Se lancer seul dans la création d’une entreprise soulève d’abord une question de statut : micro-entreprise, EURL ou SASU ne protègent pas le patrimoine, n’imposent pas les mêmes cotisations et n’ouvrent pas les mêmes droits de la même façon. Voici les repères pour comparer, et les démarches à ne pas oublier.
- Micro-entreprise : formalités allégées, cotisations proportionnelles au chiffre d’affaires réalisé, mais un chiffre d’affaires plafonné.
- EURL : société à un seul associé, gérant au régime social des indépendants (TNS), comptabilité complète.
- SASU : société à un seul actionnaire, président assimilé salarié, statuts plus souples pour organiser une éventuelle association future.
Les avantages de créer son entreprise seul
Entreprendre seul évite d’avoir à négocier chaque décision avec un associé : le fondateur unique ajuste sa stratégie, ses priorités et son rythme sans arbitrage collectif. La gestion des ressources est centralisée, ce qui simplifie le suivi budgétaire, et les démarches de constitution sont généralement plus rapides qu’à plusieurs, en particulier en micro-entreprise où l’immatriculation se fait directement en ligne auprès du guichet unique de l’INPI.
- Flexibilité de pilotage : la stratégie s’ajuste sans réunion d’associés ni vote préalable.
- Simplicité de départ : la micro-entreprise se crée en une démarche unique en ligne, sans capital social minimum.
- Accès à des dispositifs d’accompagnement : l’Acre (exonération partielle de charges sociales la première année, sous conditions) reste ouverte aux créateurs individuels — l’éligibilité exacte se vérifie auprès de l’Urssaf au moment de la demande.
Statut, démarches et aides : les fondamentaux
Avant de choisir un statut, il s’agit de valider la faisabilité du projet (étude de marché, test de l’offre), puis de comparer les trois formes les plus courantes pour entreprendre seul.

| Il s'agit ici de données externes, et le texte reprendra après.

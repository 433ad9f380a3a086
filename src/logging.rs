//! Logging setup.
//!
//! `log` records are bridged into `tracing`, so both macro families end up in
//! logcat on Android and on stderr on desktop.

/// Logcat tag, shared with the activity's own `Log.i` calls
pub const LOG_TAG: &str = "OboeAudioRecorder";

cfg_if::cfg_if! {
    if #[cfg(target_os = "android")] {
        /// Install the logcat subscriber. Returns `false` if one was already set.
        pub fn init_logging() -> bool {
            use tracing_subscriber::filter::LevelFilter;
            use tracing_subscriber::prelude::*;

            let layer = match tracing_android::layer(LOG_TAG) {
                Ok(layer) => layer,
                Err(_) => return false,
            };
            tracing_subscriber::registry()
                .with(LevelFilter::DEBUG)
                .with(layer)
                .try_init()
                .is_ok()
        }
    } else {
        /// Install a stderr subscriber. Returns `false` if one was already set.
        pub fn init_logging() -> bool {
            tracing_subscriber::fmt()
                .with_max_level(tracing::Level::DEBUG)
                .with_writer(std::io::stderr)
                .try_init()
                .is_ok()
        }
    }
}

#[cfg(test)]
mod tests {
    use super::*;

    #[test]
    fn test_init_logging_is_idempotent() {
        let _ = init_logging();
        assert!(!init_logging(), "second install must be a no-op");
    }
}
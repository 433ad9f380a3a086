//! Recorder lifecycle events published by the bridge.

use std::path::PathBuf;

use serde::Serialize;
use tokio::sync::broadcast;

use crate::recorder::RecordingSummary;

/// Default capacity of the lifecycle broadcast channel
pub const EVENT_CHANNEL_CAPACITY: usize = 32;

#[derive(Debug, Clone, Copy, PartialEq, Eq, Serialize)]
pub enum BridgeOperation {
    Start,
    Stop,
}

#[derive(Debug, Clone, PartialEq, Serialize)]
#[serde(tag = "event", rename_all = "snake_case")]
pub enum RecorderEvent {
    Started {
        path: PathBuf,
        sample_rate: u32,
    },
    Stopped {
        summary: RecordingSummary,
    },
    Failed {
        operation: BridgeOperation,
        code: i32,
        message: String,
    },
}

/// Broadcast fan-out; sending with no subscribers is not an error.
pub struct EventBroadcaster {
    tx: broadcast::Sender<RecorderEvent>,
}

impl EventBroadcaster {
    pub fn new(capacity: usize) -> Self {
        let (tx, _) = broadcast::channel(capacity);
        Self { tx }
    }

    pub fn publish(&self, event: RecorderEvent) {
        let _ = self.tx.send(event);
    }

    pub fn subscribe(&self) -> broadcast::Receiver<RecorderEvent> {
        self.tx.subscribe()
    }
}

impl Default for EventBroadcaster {
    fn default() -> Self {
        Self::new(EVENT_CHANNEL_CAPACITY)
    }
}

| Statut | Responsabilité | Régime social | Franchise en base de TVA | À vérifier avant de choisir |
|---|---|---|---|---|
| Micro-entreprise | Entrepreneur individuel — patrimoine personnel et professionnel en principe distincts, dans les conditions et limites du statut d’entrepreneur individuel. | Régime micro-social : cotisations forfaitaires calculées sur le chiffre d’affaires déclaré, dues seulement en cas de chiffre d’affaires positif. | 85 000 € / 93 500 € (vente-hébergement) 37 500 € / 41 250 € (services) |
Plafond de chiffre d’affaires à ne pas dépasser pour rester en micro : 203 100 € (vente) ou 83 600 € (services), seuils proratisés la 1ʳᵉ année civile incomplète. |
| EURL | Société — responsabilité en principe limitée aux apports (hors cas de faute de gestion). | Gérant associé unique : régime des travailleurs non salariés (TNS), cotisations assises sur la rémunération et/ou le bénéfice. | Applicable si le CA reste sous les seuils ci-dessus ; sinon TVA due dès le dépassement. | Rédaction des statuts, dépôt du capital, formalisme comptable plus lourd qu’en micro (bilan, compte de résultat). |
| SASU | Société — responsabilité en principe limitée aux apports. | Président assimilé salarié : affiliation au régime général, cotisations dues sur la rémunération versée (aucune si pas de rémunération). | Applicable si le CA reste sous les seuils ci-dessus ; sinon TVA due dès le dépassement. | Statuts librement rédigés (souplesse pour une entrée future d’investisseurs), coût de gestion sociale généralement plus élevé qu’en EURL. |
Les démarches administratives communes incluent, selon le statut choisi : l’immatriculation au Registre national des entreprises (RNE) via le guichet unique de l’INPI, l’ouverture d’un compte bancaire dédié à l’activité, et la souscription d’une assurance responsabilité civile professionnelle adaptée au secteur. En société (EURL, SASU), s’ajoutent la rédaction des statuts, le dépôt du capital social sur un compte bloqué et la publication d’un avis de constitution dans un support d’annonces légales.
Optimisation et bonnes pratiques pour entreprendre seul
- Trois statuts dominent la création en solo : micro-entreprise, EURL, SASU — ils diffèrent sur la responsabilité, le régime social et le formalisme comptable.
- Le plafond de chiffre d’affaires en micro-entreprise (203 100 € vente / 83 600 € services) n’est pas le même seuil que la franchise en base de TVA (85 000-93 500 € vente / 37 500-41 250 € services) — deux limites distinctes, à ne pas confondre.
- Les démarches communes passent par le guichet unique de l’INPI (immatriculation au RNE), un compte bancaire dédié et une assurance responsabilité civile professionnelle.
- Le choix de statut et son optimisation fiscale/sociale se valident avec un expert-comptable ou le CFE compétent, pas sur la base d’un seul article.